How to Use OpenClaw with MCP Servers — Tool Integration
Extend OpenClaw with Model Context Protocol (MCP) servers. Add custom tools, connect to external APIs, and build specialized capabilities for your agent.
MCP (Model Context Protocol) is how OpenClaw's tool ecosystem works under the hood. Understanding it lets you extend your agent with virtually any capability. Here's the practical guide.
What MCP Does
MCP servers expose tools and resources to your agent. Think of them as plugins — each server adds a set of things your agent can do. The agent automatically discovers what tools are available and uses them when relevant.
Connecting an MCP Server
openclaw mcp add github --path node
# Or for a remote server:
openclaw mcp add custom-api --url https://your-mcp-server.comCommon MCP Servers
File system access:
openclaw mcp add filesystem --path node --args "--root /path/to/allow"Web search:
openclaw mcp add brave-search --env BRAVE_API_KEY=YOUR_KEYDatabase access:
openclaw mcp add sqlite --args "/path/to/database.db"Building a Custom MCP Server
If you have an internal API, write a simple MCP server:
// my-custom-mcp.js
import { Server } from '@modelcontextprotocol/sdk/server/index.js';
const server = new Server({ name: 'my-api', version: '1.0.0' });
server.setRequestHandler('tools/list', async () => ({
tools: [{
name: 'get_customer',
description: 'Get customer data from internal CRM',
inputSchema: {
type: 'object',
properties: { email: { type: 'string' } },
required: ['email']
}
}]
}));
server.setRequestHandler('tools/call', async (request) => {
if (request.params.name === 'get_customer') {
const customer = await yourCRM.getCustomer(request.params.arguments.email);
return { content: [{ type: 'text', text: JSON.stringify(customer) }] };
}
});openclaw mcp add my-api --path node --args "my-custom-mcp.js"Listing Active MCP Servers
openclaw mcp list
# Shows: server name | status | tools availableDebugging MCP Issues
openclaw mcp logs github --last 20
# Common issue: server crashes on startup
# Check: correct path, dependencies installed, env vars setThe OpenClaw Playbook has an advanced MCP chapter covering tool design patterns, how to build MCP servers that work well with LLM agents, and a library of community MCP servers worth installing.

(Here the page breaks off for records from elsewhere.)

use clap::Parser;
use reel::core::config::{self, CliOverrides};
use simplelog::{ConfigBuilder, LevelFilter, WriteLogger};
use std::fs::File;
use std::process::ExitCode;

#[derive(Parser)]
#[command(name = "reel", about = "Browse the OMDb film catalog from the terminal")]
struct Args {
    /// Title to search for on start
    query: Option<String>,

    /// OMDb API key (overrides OMDB_API_KEY and the config file)
    #[arg(long)]
    api_key: Option<String>,

    /// OMDb base URL (overrides OMDB_BASE_URL and the config file)
    #[arg(long)]
    base_url: Option<String>,
}

#[tokio::main]
async fn main() -> ExitCode {
    let args = Args::parse();
    dotenv::dotenv().ok();

    // Initialize file logger - writes to reel.log in current directory
    let log_config = ConfigBuilder::new().set_time_format_rfc3339().build();

    if let Ok(log_file) = File::create("reel.log") {
        let _ = WriteLogger::init(LevelFilter::Debug, log_config, log_file);
    }

    log::info!("Reel starting up");

    let file_config = match config::load_config() {
        Ok(c) => c,
        Err(e) => {
            eprintln!("reel: {e}");
            return ExitCode::FAILURE;
        }
    };
    let cli = CliOverrides {
        api_key: args.api_key,
        base_url: args.base_url,
    };
    let resolved = config::resolve(&file_config, &cli);

    match reel::tui::run(resolved, args.query) {
        Ok(()) => ExitCode::SUCCESS,
        Err(e) => {
            log::warn!("Exiting with error: {}", e);
            eprintln!("reel: {e}");
            ExitCode::FAILURE
        }
    }
}
//! Continuous speech recognition with automatic restart.
//!
//! The engine may stop on its own at any time (silence timeouts are the usual
//! cause). While the caller still wants to listen, every such stop is answered
//! with a restart, so the visible state stays `Listening` until
//! `stop_listening` is called. The exceptions are a fatal engine error, a
//! failed restart, hitting the restart limit and running with auto-restart
//! off; each of those returns to `Idle` and publishes a [`ListeningEnded`].

use std::collections::VecDeque;
use std::sync::{Arc, Mutex, MutexGuard};
use std::time::{Duration, Instant};

use tokio::sync::watch;

use scholar_core::config::SpeechConfig;
use scholar_core::Result;

use crate::engine::{RecognitionEngine, RecognitionEvent};
use crate::state::{ListeningEnded, RecognitionState};

const RESTART_WINDOW: Duration = Duration::from_secs(60);

struct Inner {
    state: RecognitionState,
    restarts: VecDeque<Instant>,
    last_error: Option<String>,
}

impl Inner {
    /// Move to `target` if the state machine allows it.
    fn transition(&mut self, target: RecognitionState) -> bool {
        if !self.state.can_transition_to(&target) {
            tracing::trace!(from = %self.state, to = %target, "Recognition transition skipped");
            return false;
        }
        tracing::debug!(from = %self.state, to = %target, "Recognition state changed");
        self.state = target;
        true
    }
}

/// Speech-to-text controller for one panel.
pub struct RecognitionController {
    engine: Arc<dyn RecognitionEngine>,
    inner: Mutex<Inner>,
    transcript: watch::Sender<String>,
    ended: watch::Sender<Option<ListeningEnded>>,
    language: String,
    auto_restart: bool,
    max_restarts_per_minute: u32,
}

impl std::fmt::Debug for RecognitionController {
    fn fmt(&self, f: &mut std::fmt::Formatter<'_>) -> std::fmt::Result {
        f.debug_struct("RecognitionController")
            .field("state", &self.state())
            .field("language", &self.language)
            .field("auto_restart", &self.auto_restart)
            .finish()
    }
}

impl RecognitionController {
    pub fn new(engine: Arc<dyn RecognitionEngine>, config: &SpeechConfig) -> Self {
        let (transcript, _) = watch::channel(String::new());
        let (ended, _) = watch::channel(None);
        Self {
            engine,
            inner: Mutex::new(Inner {
                state: RecognitionState::Idle,
                restarts: VecDeque::new(),
                last_error: None,
            }),
            transcript,
            ended,
            language: config.language.clone(),
            auto_restart: config.auto_restart,
            max_restarts_per_minute: config.max_restarts_per_minute,
        }
    }

    fn lock(&self) -> MutexGuard<'_, Inner> {
        self.inner.lock().unwrap_or_else(|e| e.into_inner())
    }

    pub fn state(&self) -> RecognitionState {
        self.lock().state
    }

    pub fn is_listening(&self) -> bool {
        self.state() == RecognitionState::Listening
    }

    /// The live transcript: the latest full-text result.
    pub fn transcript(&self) -> String {
        self.transcript.borrow().clone()
    }

    /// Watch the live transcript. Every update replaces the previous value.
    pub fn subscribe(&self) -> watch::Receiver<String> {
        self.transcript.subscribe()
    }

    /// Watch for listening ending without the caller. Reset to `None` on
    /// every `start_listening`.
    pub fn subscribe_ended(&self) -> watch::Receiver<Option<ListeningEnded>> {
        self.ended.subscribe()
    }

    /// Why the last listening session ended on its own, if it did.
    pub fn ended_reason(&self) -> Option<ListeningEnded> {
        self.ended.borrow().clone()
    }

    /// The error that last ended listening, if any.
    pub fn last_error(&self) -> Option<String> {
        self.lock().last_error.clone()
    }

    /// Idle -> Listening. No-op when already listening.
    pub fn start_listening(&self) -> Result<()> {
        {
            let mut inner = self.lock();
            if !inner.transition(RecognitionState::Listening) {
                tracing::debug!("start_listening ignored: already listening");
                return Ok(());
            }
            inner.restarts.clear();
            inner.last_error = None;
            self.ended.send_if_modified(|reason| reason.take().is_some());
        }

        if let Err(e) = self.engine.start(&self.language) {
            let mut inner = self.lock();
            inner.transition(RecognitionState::Idle);
            inner.last_error = Some(e.to_string());
            tracing::warn!(error = %e, "Speech recognition failed to start");
            return Err(e);
        }

        tracing::info!(language = %self.language, "Speech recognition started");
        Ok(())
    }

    /// Listening -> Idle. No-op when idle. Late engine events are ignored afterwards.
    pub fn stop_listening(&self) {
        if !self.lock().transition(RecognitionState::Idle) {
            return;
        }
        self.engine.stop();
        tracing::info!("Speech recognition stopped");
    }

    /// Feed an engine event into the state machine.
    pub fn on_event(&self, event: RecognitionEvent) {
        match event {
            RecognitionEvent::Result { segments, is_final } => {
                let inner = self.lock();
                if inner.state != RecognitionState::Listening {
                    tracing::debug!("Late recognition result ignored");
                    return;
                }
                let text: String = segments.concat();
                tracing::debug!(text_len = text.len(), is_final, "Transcript updated");
                // Published while holding the lock so a concurrent stop cannot
                // slip in between the state check and the update.
                self.transcript.send_replace(text);
            }
            RecognitionEvent::Ended => self.handle_engine_end(),
            RecognitionEvent::Error { message, fatal } => {
                if !fatal {
                    tracing::debug!(error = %message, "Recoverable recognition error");
                    return;
                }
                let ended = {
                    let mut inner = self.lock();
                    self.end(&mut inner, ListeningEnded::Fatal(message.clone()))
                };
                if ended {
                    self.engine.stop();
                    tracing::warn!(error = %message, "Speech recognition ended by fatal error");
                }
            }
        }
    }

    /// Listening -> Idle on the engine's account. Returns false when the
    /// caller had already stopped.
    fn end(&self, inner: &mut Inner, reason: ListeningEnded) -> bool {
        if !inner.transition(RecognitionState::Idle) {
            return false;
        }
        match &reason {
            ListeningEnded::EngineStopped => {}
            ListeningEnded::RestartLimit => inner.last_error = Some(reason.to_string()),
            ListeningEnded::Fatal(msg) | ListeningEnded::RestartFailed(msg) => {
                inner.last_error = Some(msg.clone())
            }
        }
        self.ended.send_replace(Some(reason));
        true
    }

    fn handle_engine_end(&self) {
        {
            let mut inner = self.lock();
            if inner.state != RecognitionState::Listening {
                return;
            }
            if !self.auto_restart {
                self.end(&mut inner, ListeningEnded::EngineStopped);
                tracing::info!("Speech recognition ended (auto-restart disabled)");
                return;
            }

            let now = Instant::now();
            while inner
                .restarts
                .front()
                .is_some_and(|t| now.duration_since(*t) > RESTART_WINDOW)
            {
                inner.restarts.pop_front();
            }
            if inner.restarts.len() >= self.max_restarts_per_minute as usize {
                let restarts = inner.restarts.len();
                self.end(&mut inner, ListeningEnded::RestartLimit);
                tracing::warn!(restarts, "Speech recognition restart limit reached, giving up");
                return;
            }
            inner.restarts.push_back(now);
        }

        if let Err(e) = self.engine.start(&self.language) {
            let mut inner = self.lock();
            self.end(&mut inner, ListeningEnded::RestartFailed(e.to_string()));
            tracing::warn!(error = %e, "Speech recognition restart failed");
            return;
        }

        // A stop may have landed while the engine was restarting.
        if self.state() == RecognitionState::Idle {
            self.engine.stop();
            return;
        }
        tracing::debug!("Speech recognition restarted after engine stop");
    }
}

// =============================================================================
// Tests
// =============================================================================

Frequently Asked Questions
What is MCP and why does it matter for OpenClaw?
MCP (Model Context Protocol) is Anthropic's standard for connecting AI agents to external tools and data sources. It lets you extend OpenClaw with custom capabilities without modifying the core agent.
Can I write my own MCP server for OpenClaw?
Yes. MCP servers are standard Node.js or Python programs. If you have a custom API or internal tool, you can wrap it in an MCP server and your OpenClaw agent gains access to it as a native tool.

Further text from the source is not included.